Poole is Senior Fellow at the Cato Institute, Senior Advisor to Merk Investments and, as of fall 2008, Distinguished Scholar in Residence at the University of Delaware.William Vickrey
William Spencer Vickrey (21 June 1914 – 11 October 1996) was a Canadian-born professor of economics and Nobel Laureate. Vickrey was awarded the 1996 Nobel Memorial Prize in Economic Sciences with James Mirrlees for their research into the economic theory of incentives under asymmetric information, becoming the only Nobel laureate born in British Columbia.
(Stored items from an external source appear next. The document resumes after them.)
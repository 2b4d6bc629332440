//! Pelco-D checksum algorithm
//!
//! The checksum is the unsigned 8-bit truncated sum of every byte between
//! the sync byte and the checksum byte itself (address included). The same
//! rule covers the 7-byte command frame and both reply layouts.

/// Calculate the checksum over the payload bytes (sync excluded)
pub fn calculate(payload: &[u8]) -> u8 {
    payload
        .iter()
        .fold(0u8, |sum, &b| sum.wrapping_add(b))
}

/// Verify a received checksum byte against the payload
pub fn verify(payload: &[u8], received: u8) -> bool {
    calculate(payload) == received
}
The announcement of his Nobel prize was made just three days prior to his death. Vickrey died while traveling to a conference of Georgist academics that he helped found and never missed once in 20 years. His Columbia University economics department colleague C. Lowell Harriss accepted the posthumous prize on his behalf. There are only three other cases where a Nobel Prize has been presented posthumously.